EXERCISE BRIEF: Go through the records below and restate each one word for word.

DATA FOR THIS TASK:

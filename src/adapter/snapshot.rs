//! Market snapshot from the batch snapshot endpoint.

use std::collections::HashMap;

use tracing::debug;

use crate::api::{BrokerApi, ConId, MarketDataSnapshot};
use crate::error::{AdapterError, Result};
use crate::models::{MarketSnapshot, TradingState};

use super::contracts::ContractMap;
use super::IbkrAdapter;

impl<B: BrokerApi> IbkrAdapter<B> {
    /// Last prices and trading states for every contract in `contracts`.
    pub async fn get_market_snapshot(&self, contracts: &ContractMap) -> Result<MarketSnapshot> {
        if contracts.is_empty() {
            return Ok(MarketSnapshot::default());
        }

        let con_ids = contracts.con_ids();
        let snapshots = self
            .call(self.config.snapshot, "market data snapshot", || {
                self.broker.market_data_snapshot(&con_ids)
            })
            .await?;

        debug!(
            requested = con_ids.len(),
            returned = snapshots.len(),
            "Fetched market snapshot"
        );

        build_market_snapshot(contracts, &snapshots)
    }

    /// Same as [`get_market_snapshot`](Self::get_market_snapshot) for a plain
    /// symbol to contract id map.
    pub async fn get_market_snapshot_for(
        &self,
        symbols: &HashMap<String, ConId>,
    ) -> Result<MarketSnapshot> {
        let contracts = ContractMap::from_pairs(symbols.iter().map(|(s, c)| (s.clone(), *c)))?;
        self.get_market_snapshot(&contracts).await
    }
}

/// Key each snapshot by its symbol. A contract id missing from `contracts`
/// means the response does not match the request and fails the whole call.
pub fn build_market_snapshot(
    contracts: &ContractMap,
    snapshots: &[MarketDataSnapshot],
) -> Result<MarketSnapshot> {
    let mut market = MarketSnapshot::default();

    for snap in snapshots {
        let symbol = contracts
            .symbol(snap.con_id)
            .ok_or(AdapterError::UnknownContractId(snap.con_id))?;

        let state = TradingState::derive(!snap.trading_active, snap.trading_halted);

        market.pricing.insert(symbol.to_string(), snap.last_price);
        market.trading_state.insert(symbol.to_string(), state);
    }

    Ok(market)
}
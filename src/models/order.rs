//! Order model and the broker-independent order enums.

use std::fmt;
use std::str::FromStr;

use rust_decimal::Decimal;
use serde::{Deserialize, Serialize};

/// Direction of an order.
#[derive(Debug, Clone, Copy, PartialEq, Eq, Serialize, Deserialize)]
#[serde(rename_all = "UPPERCASE")]
pub enum OrderSide {
    Buy,
    Sell,
}

impl OrderSide {
    pub fn as_str(&self) -> &'static str {
        match self {
            OrderSide::Buy => "BUY",
            OrderSide::Sell => "SELL",
        }
    }
}

impl FromStr for OrderSide {
    type Err = String;

    fn from_str(s: &str) -> Result<Self, Self::Err> {
        match s.to_uppercase().as_str() {
            "BUY" | "B" => Ok(OrderSide::Buy),
            "SELL" | "S" => Ok(OrderSide::Sell),
            other => Err(format!("unknown order side: {other}")),
        }
    }
}

impl fmt::Display for OrderSide {
    fn fmt(&self, f: &mut fmt::Formatter<'_>) -> fmt::Result {
        f.pad(self.as_str())
    }
}

/// Order type, carried to and from the broker as a literal string.
#[derive(Debug, Clone, PartialEq, Eq, Hash, Serialize, Deserialize)]
#[serde(transparent)]
pub struct OrderType(pub String);

impl OrderType {
    pub fn market() -> Self {
        Self("MKT".to_string())
    }

    pub fn limit() -> Self {
        Self("LMT".to_string())
    }

    pub fn as_str(&self) -> &str {
        &self.0
    }
}

impl From<&str> for OrderType {
    fn from(s: &str) -> Self {
        Self(s.to_string())
    }
}

impl fmt::Display for OrderType {
    fn fmt(&self, f: &mut fmt::Formatter<'_>) -> fmt::Result {
        f.pad(&self.0)
    }
}

/// Time-in-force, carried to and from the broker as a literal string.
#[derive(Debug, Clone, PartialEq, Eq, Hash, Serialize, Deserialize)]
#[serde(transparent)]
pub struct TimeInForce(pub String);

impl TimeInForce {
    pub fn day() -> Self {
        Self("DAY".to_string())
    }

    pub fn good_till_cancelled() -> Self {
        Self("GTC".to_string())
    }

    pub fn as_str(&self) -> &str {
        &self.0
    }
}

impl From<&str> for TimeInForce {
    fn from(s: &str) -> Self {
        Self(s.to_string())
    }
}

impl fmt::Display for TimeInForce {
    fn fmt(&self, f: &mut fmt::Formatter<'_>) -> fmt::Result {
        f.pad(&self.0)
    }
}

/// Normalized order status.
#[derive(Debug, Clone, Copy, PartialEq, Eq, Hash, Serialize, Deserialize)]
#[serde(rename_all = "UPPERCASE")]
pub enum OrderStatus {
    Filled,
    Pending,
    Cancelled,
    Other,
}

impl OrderStatus {
    /// Map a broker status string to a normalized status.
    ///
    /// Unknown strings map to `Other`, so this never fails.
    pub fn from_broker(status: &str) -> Self {
        match status {
            "Filled" => OrderStatus::Filled,
            "Inactive" | "PendingSubmit" | "PreSubmitted" | "Submitted" => OrderStatus::Pending,
            "PendingCancel" | "Cancelled" => OrderStatus::Cancelled,
            _ => OrderStatus::Other,
        }
    }

    pub fn as_str(&self) -> &'static str {
        match self {
            OrderStatus::Filled => "FILLED",
            OrderStatus::Pending => "PENDING",
            OrderStatus::Cancelled => "CANCELLED",
            OrderStatus::Other => "OTHER",
        }
    }

    /// Check if the order can still be filled.
    pub fn is_open(&self) -> bool {
        *self == OrderStatus::Pending
    }
}

/// Order as seen by the trading domain.
#[derive(Debug, Clone, PartialEq, Eq, Serialize, Deserialize)]
pub struct Order {
    /// Buy or sell
    pub side: OrderSide,

    /// Security identifier (ticker)
    pub security: String,

    /// Order type literal (e.g. "MKT", "LMT")
    #[serde(rename = "type")]
    pub order_type: OrderType,

    /// Requested quantity; for retrieved orders the original size
    pub amount: Decimal,

    /// Time-in-force literal (e.g. "DAY")
    pub time_in_force: TimeInForce,

    /// Normalized status, set only on orders read back from the broker
    #[serde(default)]
    pub status: Option<OrderStatus>,

    /// Broker-assigned order id, set only on orders read back from the broker
    #[serde(default)]
    pub id: Option<String>,
}

impl Order {
    /// Create a new order to submit.
    pub fn new(
        side: OrderSide,
        security: impl Into<String>,
        order_type: OrderType,
        amount: Decimal,
        time_in_force: TimeInForce,
    ) -> Self {
        Self {
            side,
            security: security.into(),
            order_type,
            amount,
            time_in_force,
            status: None,
            id: None,
        }
    }

    /// Day market order.
    pub fn market(side: OrderSide, security: impl Into<String>, amount: Decimal) -> Self {
        Self::new(side, security, OrderType::market(), amount, TimeInForce::day())
    }
}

REPLY:
filename src/adapter/snapshot.rs
//! Market snapshot from the batch snapshot endpoint.

use std::collections::HashMap;

use tracing::debug;

use crate::api::{BrokerApi, ConId, MarketDataSnapshot};
use crate::error::{AdapterError, Result};
use crate::models::{MarketSnapshot, TradingState};

use super::contracts::ContractMap;
use super::IbkrAdapter;

impl<B: BrokerApi> IbkrAdapter<B> {
    /// Last prices and trading states for every contract in `contracts`.
    pub async fn get_market_snapshot(&self, contracts: &ContractMap) -> Result<MarketSnapshot> {
        if contracts.is_empty() {
            return Ok(MarketSnapshot::default());
        }

        let con_ids = contracts.con_ids();
        let snapshots = self
            .call(self.config.snapshot, "market data snapshot", || {
                self.broker.market_data_snapshot(&con_ids)
            })
            .await?;

        debug!(
            requested = con_ids.len(),
            returned = snapshots.len(),
            "Fetched market snapshot"
        );

        build_market_snapshot(contracts, &snapshots)
    }

    /// Same as [`get_market_snapshot`](Self::get_market_snapshot) for a plain
    /// symbol to contract id map.
    pub async fn get_market_snapshot_for(
        &self,
        symbols: &HashMap<String, ConId>,
    ) -> Result<MarketSnapshot> {
        let contracts = ContractMap::from_pairs(symbols.iter().map(|(s, c)| (s.clone(), *c)))?;
        self.get_market_snapshot(&contracts).await
    }
}

/// Key each snapshot by its symbol. A contract id missing from `contracts`
/// means the response does not match the request and fails the whole call.
pub fn build_market_snapshot(
    contracts: &ContractMap,
    snapshots: &[MarketDataSnapshot],
) -> Result<MarketSnapshot> {
    let mut market = MarketSnapshot::default();

    for snap in snapshots {
        let symbol = contracts
            .symbol(snap.con_id)
            .ok_or(AdapterError::UnknownContractId(snap.con_id))?;

        let state = TradingState::derive(!snap.trading_active, snap.trading_halted);

        market.pricing.insert(symbol.to_string(), snap.last_price);
        market.trading_state.insert(symbol.to_string(), state);
    }

    Ok(market)
}
filename src/models/order.rs
//! Order model and the broker-independent order enums.

use std::fmt;
use std::str::FromStr;

use rust_decimal::Decimal;
use serde::{Deserialize, Serialize};

/// Direction of an order.
#[derive(Debug, Clone, Copy, PartialEq, Eq, Serialize, Deserialize)]
#[serde(rename_all = "UPPERCASE")]
pub enum OrderSide {
    Buy,
    Sell,
}

impl OrderSide {
    pub fn as_str(&self) -> &'static str {
        match self {
            OrderSide::Buy => "BUY",
            OrderSide::Sell => "SELL",
        }
    }
}

impl FromStr for OrderSide {
    type Err = String;

    fn from_str(s: &str) -> Result<Self, Self::Err> {
        match s.to_uppercase().as_str() {
            "BUY" | "B" => Ok(OrderSide::Buy),
            "SELL" | "S" => Ok(OrderSide::Sell),
            other => Err(format!("unknown order side: {other}")),
        }
    }
}

impl fmt::Display for OrderSide {
    fn fmt(&self, f: &mut fmt::Formatter<'_>) -> fmt::Result {
        f.pad(self.as_str())
    }
}

/// Order type, carried to and from the broker as a literal string.
#[derive(Debug, Clone, PartialEq, Eq, Hash, Serialize, Deserialize)]
#[serde(transparent)]
pub struct OrderType(pub String);

impl OrderType {
    pub fn market() -> Self {
        Self("MKT".to_string())
    }

    pub fn limit() -> Self {
        Self("LMT".to_string())
    }

    pub fn as_str(&self) -> &str {
        &self.0
    }
}

impl From<&str> for OrderType {
    fn from(s: &str) -> Self {
        Self(s.to_string())
    }
}

impl fmt::Display for OrderType {
    fn fmt(&self, f: &mut fmt::Formatter<'_>) -> fmt::Result {
        f.pad(&self.0)
    }
}

/// Time-in-force, carried to and from the broker as a literal string.
#[derive(Debug, Clone, PartialEq, Eq, Hash, Serialize, Deserialize)]
#[serde(transparent)]
pub struct TimeInForce(pub String);

impl TimeInForce {
    pub fn day() -> Self {
        Self("DAY".to_string())
    }

    pub fn good_till_cancelled() -> Self {
        Self("GTC".to_string())
    }

    pub fn as_str(&self) -> &str {
        &self.0
    }
}

impl From<&str> for TimeInForce {
    fn from(s: &str) -> Self {
        Self(s.to_string())
    }
}

impl fmt::Display for TimeInForce {
    fn fmt(&self, f: &mut fmt::Formatter<'_>) -> fmt::Result {
        f.pad(&self.0)
    }
}

/// Normalized order status.
#[derive(Debug, Clone, Copy, PartialEq, Eq, Hash, Serialize, Deserialize)]
#[serde(rename_all = "UPPERCASE")]
pub enum OrderStatus {
    Filled,
    Pending,
    Cancelled,
    Other,
}

impl OrderStatus {
    /// Map a broker status string to a normalized status.
    ///
    /// Unknown strings map to `Other`, so this never fails.
    pub fn from_broker(status: &str) -> Self {
        match status {
            "Filled" => OrderStatus::Filled,
            "Inactive" | "PendingSubmit" | "PreSubmitted" | "Submitted" => OrderStatus::Pending,
            "PendingCancel" | "Cancelled" => OrderStatus::Cancelled,
            _ => OrderStatus::Other,
        }
    }

    pub fn as_str(&self) -> &'static str {
        match self {
            OrderStatus::Filled => "FILLED",
            OrderStatus::Pending => "PENDING",
            OrderStatus::Cancelled => "CANCELLED",
            OrderStatus::Other => "OTHER",
        }
    }

    /// Check if the order can still be filled.
    pub fn is_open(&self) -> bool {
        *self == OrderStatus::Pending
    }
}

/// Order as seen by the trading domain.
#[derive(Debug, Clone, PartialEq, Eq, Serialize, Deserialize)]
pub struct Order {
    /// Buy or sell
    pub side: OrderSide,

    /// Security identifier (ticker)
    pub security: String,

    /// Order type literal (e.g. "MKT", "LMT")
    #[serde(rename = "type")]
    pub order_type: OrderType,

    /// Requested quantity; for retrieved orders the original size
    pub amount: Decimal,

    /// Time-in-force literal (e.g. "DAY")
    pub time_in_force: TimeInForce,

    /// Normalized status, set only on orders read back from the broker
    #[serde(default)]
    pub status: Option<OrderStatus>,

    /// Broker-assigned order id, set only on orders read back from the broker
    #[serde(default)]
    pub id: Option<String>,
}

impl Order {
    /// Create a new order to submit.
    pub fn new(
        side: OrderSide,
        security: impl Into<String>,
        order_type: OrderType,
        amount: Decimal,
        time_in_force: TimeInForce,
    ) -> Self {
        Self {
            side,
            security: security.into(),
            order_type,
            amount,
            time_in_force,
            status: None,
            id: None,
        }
    }

    /// Day market order.
    pub fn market(side: OrderSide, security: impl Into<String>, amount: Decimal) -> Self {
        Self::new(side, security, OrderType::market(), amount, TimeInForce::day())
    }
}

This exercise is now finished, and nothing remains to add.